Vivono con competenza la responsabilità educativa, si dedicano alle giovani generazioni, vi coinvolgono tutte le forze disponibili della famiglia, della società e della chiesa.
6.    Sanno che la Chiesa è costituita su un principio di responsabilità e decidono di collaborare strettamente, fino a modificare i propri piani, ad abbandonare le proprie priorità organizzative e decidono di collaborare con i pastori per portare assieme il peso di questa responsabilità.
Sono una forza che condivide, facilita, aiuta, dispiega il progetto pastorale della propria chiesa, prima di curarne un eventuale proprio.  
7.    Hanno capito che la vita sociale è complessa e che ha bisogno di un’anima. Solo che dare un’anima all’economia, alla vita sociale, alla cultura è impresa tipica di chi si costituisce secondo il vangelo come soggetto di scambio, di approfondimento, di aiuto, di comunione, come associazione appunto.
Per essere propositivi nei confronti della società non si può andare in ordine sparso, ma occorre camminare assieme, avere strumenti di analisi condivisi, punti di vista maturati in una storia di impegno e di vita, una tradizione; se poi c’è una storia di persone e di fatti vissuti, meglio.
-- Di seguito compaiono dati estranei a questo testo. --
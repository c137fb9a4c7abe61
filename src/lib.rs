//! Pi-Cam-Verify: streaming-acquisition verification for cameras
//!
//! This library drives a camera's delivery pipeline through a small recycled
//! buffer pool, reconciles the stream's lifecycle events, measures the frame
//! rate, decodes chunk metadata and negotiates multipart delivery. Devices are
//! reached through trait-based sessions, with a V4L2 backend for real hardware
//! and a simulated camera for testing.

pub mod acquisition;
pub mod chunks;
pub mod config;
pub mod device;
pub mod multipart;
pub mod pool;
pub mod report;
pub mod runner;
pub mod sim;
pub mod stats;
pub mod suite;
pub mod traits;

pub use acquisition::{AcquisitionOutcome, AcquisitionParams, FrameInterval, TriggerParams};
pub use config::{ConfigError, DeviceSettings, TestConfig};
pub use device::{V4L2Device, V4l2Provider};
pub use report::{Recorder, StepResult, TestResult, TestStatus};
pub use runner::{RunOptions, Runner};
pub use sim::{SimConfig, SimDevice, SimProvider};
pub use traits::{
    Buffer, BufferStatus, ChunkParser, DeliveryStream, DeviceError, DeviceIdentity,
    DeviceProvider, DeviceSession, StreamEvent,
};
8.    Si accorgono che molti ambienti vengono praticamente tagliati fuori dalla conoscenza di Gesù e si attrezzano per condividere le ansie e le gioie, le ricerche e le fatiche di ogni ambiente e portarvi la bellezza del vangelo
Oggi soprattutto che la gente si aggrega per gli spazi che abita, le finalità che coltiva, che si isola in tanti piccoli mondi, l’AC si fa struttura che si specializza per portare in questi mondi o situazioni la novità del vangelo. I movimenti hanno questo compito da vivere nel mondo, nella chiesa e nell’associazione.
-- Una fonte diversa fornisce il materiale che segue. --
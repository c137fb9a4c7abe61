//! V4L2 device session using the v4l crate.

use v4l::buffer::Type;
use v4l::capability::Flags;
use v4l::control::Value;
use v4l::fraction::Fraction;
use v4l::io::mmap::Stream;
use v4l::io::traits::{CaptureStream as V4lCaptureStream, Stream as V4lStream};
use v4l::video::capture::Parameters;
use v4l::video::Capture;
use v4l::{Device, FourCC};

use crate::traits::{
    AcquisitionMode, Buffer, BufferPart, BufferStatus, ChunkParser, DeliveryStream, DeviceError,
    DeviceIdentity, DeviceProvider, DeviceSession, EventSink, Result, StreamEvent,
};
use std::collections::VecDeque;
use std::path::Path;
use std::time::{Duration, SystemTime, UNIX_EPOCH};
use tracing::{debug, trace};

/// Name of the only component a V4L2 capture device delivers.
pub const VIDEO_COMPONENT: &str = "Video";

/// Kernel-side mmap buffers queued by a stream.
const MMAP_BUFFER_COUNT: u32 = 4;

const CID_GAIN: u32 = 0x0098_0913;
const CID_EXPOSURE_ABSOLUTE: u32 = 0x009a_0902;
/// `V4L2_CID_EXPOSURE_ABSOLUTE` counts in 100 µs units.
const EXPOSURE_UNIT_US: f64 = 100.0;

fn stream_error(err: &std::io::Error) -> DeviceError {
    DeviceError::StreamError(err.to_string())
}

/// V4L2 capture device.
pub struct V4L2Device {
    device: Device,
    identity: DeviceIdentity,
    mode: AcquisitionMode,
}

impl V4L2Device {
    /// Open a V4L2 device by index (e.g., 0 for /dev/video0).
    pub fn open(index: u32) -> Result<Self> {
        Self::open_path(Path::new(&format!("/dev/video{index}")))
    }

    /// Open a V4L2 device node.
    pub fn open_path(path: &Path) -> Result<Self> {
        let device =
            Device::with_path(path).map_err(|err| DeviceError::DeviceOpenFailed(err.to_string()))?;

        let caps = device
            .query_caps()
            .map_err(|err| DeviceError::DeviceOpenFailed(err.to_string()))?;

        if !caps.capabilities.contains(Flags::VIDEO_CAPTURE | Flags::STREAMING) {
            return Err(DeviceError::DeviceOpenFailed(format!(
                "{} is not a streaming capture device",
                path.display()
            )));
        }

        let identity = DeviceIdentity {
            id: path.display().to_string(),
            vendor: caps.driver,
            model: caps.card,
        };
        debug!(
            id = %identity.id,
            device = %identity.vendor_model(),
            bus = %caps.bus,
            "Opened V4L2 device"
        );

        Ok(Self {
            device,
            identity,
            mode: AcquisitionMode::Continuous,
        })
    }

    /// Request a YUYV capture format of the given size.
    ///
    /// Returns the size the driver actually applied.
    pub fn set_capture_size(&mut self, width: u32, height: u32) -> Result<(u32, u32)> {
        let mut fmt = self.device.format().map_err(|err| stream_error(&err))?;
        fmt.width = width;
        fmt.height = height;
        fmt.fourcc = FourCC::new(b"YUYV");

        let fmt = self
            .device
            .set_format(&fmt)
            .map_err(|err| stream_error(&err))?;
        Ok((fmt.width, fmt.height))
    }

    fn has_control(&self, id: u32) -> Result<bool> {
        let controls = self.device.query_controls()?;
        Ok(controls.iter().any(|description| description.id == id))
    }

    #[allow(clippy::cast_precision_loss)]
    fn control_value(&self, id: u32, name: &str) -> Result<f64> {
        if !self.has_control(id)? {
            return Err(DeviceError::unsupported(name));
        }
        match self.device.control(id)?.value {
            Value::Integer(value) => Ok(value as f64),
            Value::Boolean(value) => Ok(f64::from(u8::from(value))),
            _ => Err(DeviceError::InvalidParameter(format!(
                "{name} is not a numeric control"
            ))),
        }
    }
}

impl DeviceSession for V4L2Device {
    type Stream<'a> = V4L2Stream<'a>;

    fn identity(&self) -> &DeviceIdentity {
        &self.identity
    }

    fn acquisition_mode(&self) -> Result<AcquisitionMode> {
        Ok(self.mode)
    }

    /// Single-frame mode is emulated by the stream, which delivers one
    /// buffer per start.
    fn set_acquisition_mode(&mut self, mode: AcquisitionMode) -> Result<()> {
        self.mode = mode;
        Ok(())
    }

    fn frame_rate(&self) -> Result<f64> {
        let params = self.device.params().map_err(|err| stream_error(&err))?;
        let Fraction {
            numerator,
            denominator,
        } = params.interval;
        if numerator == 0 {
            return Err(DeviceError::StreamError("frame interval is zero".to_owned()));
        }
        Ok(f64::from(denominator) / f64::from(numerator))
    }

    fn set_frame_rate(&mut self, frame_rate: f64) -> Result<()> {
        if !frame_rate.is_finite() || frame_rate <= 0.0 {
            return Err(DeviceError::InvalidParameter(format!(
                "frame rate {frame_rate} Hz"
            )));
        }

        // Interval expressed in ms over frames, to keep fractional rates.
        #[allow(clippy::cast_possible_truncation, clippy::cast_sign_loss)]
        let millihertz = (frame_rate * 1000.0).round() as u32;
        let params = Parameters::new(Fraction::new(1000, millihertz.max(1)));
        let applied = self
            .device
            .set_params(&params)
            .map_err(|err| stream_error(&err))?;

        debug!(
            requested = frame_rate,
            numerator = applied.interval.numerator,
            denominator = applied.interval.denominator,
            "Frame interval applied"
        );
        Ok(())
    }

    fn payload_size(&self) -> Result<usize> {
        let fmt = self.device.format().map_err(|err| stream_error(&err))?;
        Ok(fmt.size as usize)
    }

    fn sensor_size(&self) -> Result<(u32, u32)> {
        let fmt = self.device.format().map_err(|err| stream_error(&err))?;
        Ok((fmt.width, fmt.height))
    }

    fn is_gain_available(&self) -> Result<bool> {
        self.has_control(CID_GAIN)
    }

    fn gain(&self) -> Result<f64> {
        self.control_value(CID_GAIN, "Gain")
    }

    fn is_exposure_time_available(&self) -> Result<bool> {
        self.has_control(CID_EXPOSURE_ABSOLUTE)
    }

    fn exposure_time(&self) -> Result<f64> {
        Ok(self.control_value(CID_EXPOSURE_ABSOLUTE, "ExposureTime")? * EXPOSURE_UNIT_US)
    }

    fn is_software_trigger_supported(&self) -> Result<bool> {
        Ok(false)
    }

    fn set_trigger(&mut self, source: Option<&str>) -> Result<()> {
        match source {
            None => Ok(()),
            Some(source) => Err(DeviceError::unsupported(&format!("Trigger source {source}"))),
        }
    }

    fn is_multipart_supported(&self) -> Result<bool> {
        Ok(false)
    }

    fn set_multipart(&mut self, enable: bool) -> Result<()> {
        if enable {
            Err(DeviceError::unsupported("Multipart"))
        } else {
            Ok(())
        }
    }

    fn select_and_enable_component(&mut self, name: &str, _exclusive: bool) -> Result<()> {
        if name == VIDEO_COMPONENT {
            Ok(())
        } else {
            Err(DeviceError::InvalidParameter(format!(
                "unknown component {name}"
            )))
        }
    }

    fn are_chunks_available(&self) -> Result<bool> {
        Ok(false)
    }

    fn set_chunks(&mut self, chunks: &[String]) -> Result<()> {
        if chunks.is_empty() {
            Ok(())
        } else {
            Err(DeviceError::unsupported("Chunks"))
        }
    }

    fn create_chunk_parser(&self) -> Result<Box<dyn ChunkParser>> {
        Err(DeviceError::unsupported("Chunks"))
    }

    fn create_stream(&mut self, events: EventSink) -> Result<Self::Stream<'_>> {
        let stream = Stream::with_buffers(&self.device, Type::VideoCapture, MMAP_BUFFER_COUNT)
            .map_err(|err| stream_error(&err))?;

        let _ = events.send(StreamEvent::Init);

        Ok(V4L2Stream {
            stream,
            queue: VecDeque::new(),
            events,
            single_frame: self.mode == AcquisitionMode::SingleFrame,
            n_delivered: 0,
            running: false,
        })
    }
}

/// V4L2 delivery stream over mmap buffers.
///
/// Frames are copied out of the kernel buffers into the pooled buffers when
/// they are popped, so a frame is only dequeued when a pooled buffer is
/// waiting for it.
pub struct V4L2Stream<'a> {
    stream: Stream<'a>,
    queue: VecDeque<Buffer>,
    events: EventSink,
    single_frame: bool,
    n_delivered: u64,
    running: bool,
}

impl V4L2Stream<'_> {
    fn fill(buffer: &mut Buffer, frame: &[u8], meta: &v4l::buffer::Metadata) -> BufferStatus {
        let used = frame.get(..meta.bytesused as usize).unwrap_or(frame);
        let Some(dst) = buffer.data.get_mut(..used.len()) else {
            return BufferStatus::SizeMismatch;
        };
        dst.copy_from_slice(used);

        // Safe conversions: V4L2 timestamps are always non-negative in practice
        #[allow(clippy::cast_sign_loss)]
        let secs = meta.timestamp.sec.max(0) as u64;
        #[allow(clippy::cast_sign_loss)]
        let usecs = meta.timestamp.usec.max(0) as u64;

        buffer.received = used.len();
        buffer.frame_id = u64::from(meta.sequence);
        buffer.timestamp_ns = secs
            .saturating_mul(1_000_000_000)
            .saturating_add(usecs.saturating_mul(1000));
        buffer.system_timestamp_ns = SystemTime::now()
            .duration_since(UNIX_EPOCH)
            .map_or(0, |elapsed| u64::try_from(elapsed.as_nanos()).unwrap_or(u64::MAX));
        buffer.parts.push(BufferPart {
            component: VIDEO_COMPONENT.to_owned(),
            offset: 0,
            size: used.len(),
        });

        BufferStatus::Success
    }
}

impl DeliveryStream for V4L2Stream<'_> {
    fn push_buffer(&mut self, buffer: Buffer) -> Result<()> {
        self.queue.push_back(buffer);
        Ok(())
    }

    fn timeout_pop_buffer(&mut self, timeout: Duration) -> Option<Buffer> {
        if !self.running || (self.single_frame && self.n_delivered > 0) {
            std::thread::sleep(timeout);
            return None;
        }
        let mut buffer = self.queue.pop_front()?;

        self.stream.set_timeout(timeout);
        let status = match self.stream.next() {
            Ok((frame, meta)) => {
                let _ = self.events.send(StreamEvent::StartBuffer);
                Self::fill(&mut buffer, frame, meta)
            }
            Err(err) => {
                debug!(error = %err, "No frame dequeued");
                self.queue.push_front(buffer);
                return None;
            }
        };

        self.n_delivered += 1;
        buffer.status = status;
        trace!(frame_id = buffer.frame_id, %status, "Frame copied");
        let _ = self.events.send(StreamEvent::BufferDone(status));
        Some(buffer)
    }

    fn start(&mut self) -> Result<()> {
        V4lStream::start(&mut self.stream).map_err(|err| stream_error(&err))?;
        self.running = true;
        self.n_delivered = 0;
        Ok(())
    }

    fn stop(&mut self) -> Result<()> {
        if !self.running {
            return Ok(());
        }
        self.running = false;
        V4lStream::stop(&mut self.stream).map_err(|err| stream_error(&err))
    }

    fn software_trigger(&mut self) -> Result<()> {
        Err(DeviceError::unsupported("Software trigger"))
    }

    fn teardown(mut self) {
        if let Err(err) = DeliveryStream::stop(&mut self) {
            debug!(error = %err, "Stop on teardown failed");
        }
        let Self { stream, events, .. } = self;
        drop(stream);
        let _ = events.send(StreamEvent::Exit);
    }
}

/// Provider of the V4L2 capture devices present on the system.
#[derive(Debug, Clone, Copy, Default)]
pub struct V4l2Provider;

impl DeviceProvider for V4l2Provider {
    type Session = V4L2Device;

    fn device_ids(&self) -> Vec<String> {
        let mut ids: Vec<String> = v4l::context::enum_devices()
            .iter()
            .map(|node| node.path().display().to_string())
            .collect();
        ids.sort();
        ids
    }

    fn open(&self, id: &str) -> Result<Self::Session> {
        let path = Path::new(id);
        if !path.exists() {
            return Err(DeviceError::DeviceNotFound(id.to_owned()));
        }
        V4L2Device::open_path(path)
    }
}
9.    Decidono di servire la struttura di base della comunità cristiana, la diocesi e in essa tutte le sue componenti come la parrocchia, offrendosi per renderla sempre più abitabile, casa e scuola di comunione e di cristianesimo vivo.
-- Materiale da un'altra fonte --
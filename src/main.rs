//! pi-cam-verify binary: runs the verification suite on the selected cameras.

use anyhow::{Context, Result};
use clap::{Parser, ValueEnum};
use pi_cam_verify::report::{PrintRecorder, Summary};
use pi_cam_verify::{DeviceProvider, RunOptions, Runner, SimProvider, TestConfig, V4l2Provider};
use std::path::PathBuf;
use std::process::ExitCode;
use tracing_subscriber::EnvFilter;

#[derive(Debug, Clone, Copy, PartialEq, Eq, ValueEnum)]
enum Backend {
    /// In-process simulated camera
    Sim,
    /// V4L2 capture devices
    V4l2,
}

#[derive(Parser)]
#[command(name = "pi-cam-verify")]
#[command(about = "Check camera streaming acquisition against expected behaviour")]
#[command(version)]
struct Cli {
    /// Device selection (glob over device ids, `|` separates alternatives)
    #[arg(short, long, value_name = "PATTERN", default_value = "*")]
    name: String,

    /// Test selection (glob over test names)
    #[arg(short, long, value_name = "PATTERN", default_value = "*")]
    test: String,

    /// Configuration file replacing the bundled one
    #[arg(short, long, value_name = "PATH")]
    configuration: Option<PathBuf>,

    /// Number of passes over the selected devices
    #[arg(short, long, default_value = "1")]
    iterations: u32,

    /// Check the register cache error count of each device
    #[arg(short = 'a', long)]
    cache_check: bool,

    /// Device backend
    #[arg(short, long, value_enum, default_value = "v4l2")]
    backend: Backend,

    /// Log filter directives (e.g. `debug` or `pi_cam_verify::acquisition=trace`)
    #[arg(short, long, value_name = "FILTER")]
    debug: Option<String>,
}

fn main() -> Result<ExitCode> {
    let cli = Cli::parse();

    let filter = match &cli.debug {
        Some(directives) => EnvFilter::try_new(directives)
            .with_context(|| format!("invalid log filter '{directives}'"))?,
        None => EnvFilter::try_from_default_env().unwrap_or_else(|_| EnvFilter::new("warn")),
    };
    tracing_subscriber::fmt().with_env_filter(filter).init();

    let config = match &cli.configuration {
        Some(path) => TestConfig::from_file(path)?,
        None => TestConfig::bundled()?,
    };

    let options = RunOptions {
        device_pattern: cli.name,
        test_pattern: cli.test,
        iterations: cli.iterations,
        cache_check: cli.cache_check,
    };

    let passed = match cli.backend {
        Backend::Sim => run(SimProvider::default(), &config, &options)?,
        Backend::V4l2 => run(V4l2Provider, &config, &options)?,
    };

    Ok(if passed {
        ExitCode::SUCCESS
    } else {
        ExitCode::FAILURE
    })
}

fn run<P: DeviceProvider>(provider: P, config: &TestConfig, options: &RunOptions) -> Result<bool> {
    let n_devices = provider.device_ids().len();
    println!("Found {n_devices} device{}", if n_devices == 1 { "" } else { "s" });

    let runner = Runner::new(provider, config);
    let results = runner.run(options, &mut PrintRecorder)?;

    let summary = Summary::of(&results);
    println!("{summary}");
    Ok(summary.passed())
}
Il primo servizio alla comunità cristiana è di renderla abitabile da tutti in tutti i luoghi in cui essa è presente, parrocchie diocesi, unità pastorali, privilegiando quelle di base, in cui possono stare tutti, senza particolari scelte. La chiesa non è una somma di appartenenze più o meno qualificate a gruppi o aggregazioni, ma un popolo che vi appartiene anche solo per il battesimo o per il desiderio di convertirsi.
10.    Ma soprattutto hanno capito che essere cristiani oggi lo si può in un modo solo: da santi. Decidono allora di mettere in piedi una palestra di santità, con tanto di tempi, esercizi, allenamenti, dialoghi, tirocini, allenatori, ascolti e gare. Ogni parrocchia deve avere una sua palestra, l’AC è questa palestra, ben progettata, tenuta efficiente, arricchita di vita sante, collegata alla comunione dei santi.
L’Azione Cattolica forma specialisti della santità, non della pastorale e tanto meno della sacrestia e per essa mette a disposizione  una regola di vita. L’AC fa parte della struttura di base della chiesa, per questo va promossa, come una vocazione, con grande libertà di rispondervi, quella dello Spirito.